LIEUTENANT GENERAL CASLEN: I think you made the right choice, sir. (Applause.)
THE PRESIDENT: I made the right choice with you. General, you’re a great leader — and a legendary institution that has been a source of pride and strength for our country for more than two centuries.
I’d like to welcome two West Point grads serving in my administration who are here today to celebrate the Black Knights history and, really, that historic victory: Secretary of the Army Mark Esper. Where is Mark? Mark. Mark. Mark? How are you, Mark? Doing a great job. And a man that has gotten more publicity than me, lately, our new Secretary of State –- first in his class at West Point. Is that a true story?
LIEUTENANT GENERAL CASLEN: It is. And I was his —
THE PRESIDENT: Come on, tell me, is that true?
LIEUTENANT GENERAL CASLEN: He was first in his class. And he is who he is today because I was his Tac Officer as well. (Laughter and applause.)

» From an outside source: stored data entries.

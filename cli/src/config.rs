// SPDX-FileCopyrightText: 2025-2026 Zexin Yuan <aim@yzx9.xyz>
//
// SPDX-License-Identifier: Apache-2.0

use std::{error::Error, fs, path::PathBuf, str::FromStr};

use hdaycal_core::{APP_NAME, Config as CoreConfig, get_config_dir};

const HDAYCAL_CONFIG_ENV: &str = "HDAYCAL_CONFIG";

/// Loads the configuration.
///
/// An explicit path (flag or environment) must exist. The default location
/// is optional, a missing file yields the default configuration.
#[tracing::instrument]
pub fn parse_config(path: Option<PathBuf>) -> Result<CoreConfig, Box<dyn Error>> {
    let path = if let Some(path) = path {
        path
    } else if let Ok(env_path) = std::env::var(HDAYCAL_CONFIG_ENV) {
        PathBuf::from(env_path)
    } else {
        let config = match get_config_dir() {
            Ok(dir) => dir.join(APP_NAME).join("config.toml"),
            Err(e) => {
                tracing::debug!(%e, "no config directory, using defaults");
                return Ok(CoreConfig::default());
            }
        };
        if !config.exists() {
            tracing::debug!(path = %config.display(), "no config file, using defaults");
            return Ok(CoreConfig::default());
        }
        config
    };

    let mut config = fs::read_to_string(&path)
        .map_err(|e| format!("Failed to read config file at {}: {}", path.display(), e))?
        .parse::<ConfigRaw>()
        .map_err(|e| format!("Failed to parse config file at {}: {}", path.display(), e))?
        .core;
    config.normalize()?;
    Ok(config)
}

#[derive(Debug, serde::Deserialize)]
struct ConfigRaw {
    #[serde(default)]
    core: CoreConfig,
}

impl FromStr for ConfigRaw {
    type Err = Box<dyn Error>;

    fn from_str(s: &str) -> Result<Self, Self::Err> {
        Ok(toml::from_str(s)?)
    }
}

THE PRESIDENT: Mike Pompeo. And he’s been busy. General, he’s been very busy. He’s been a busy guy. How’s everything going? Good? I think better than people even understand. Right? Good. Good job, Mike.
A warm welcome to Deputy Secretary of Defense, Patrick Shanahan. Patrick, thank you very much. Thank you, Patrick. (Applause.) As well as the Army Chief of Staff — a very special guy — General Mark Milley. Thank you. Thank you, General. (Applause.)
Finally, and most importantly, welcome to Coach Jeff Monken. See? They say, “most important.” Today is a very important day. He’s a great coach. And the 2017 Commander-in-Chief’s Trophy-winning team, the Army Black Knights. That really is something very special. Coach, thank you very much. What a job. (Applause.)
I assume you have him signed to a long-term contract. Right? He could get a little expensive here. Good job, Coach. (Laughter.)
COACH MONKEN: Let’s hope so.
THE PRESIDENT: I don’t know. But he said he loves his team coming back, so you have another good season planned. I know that.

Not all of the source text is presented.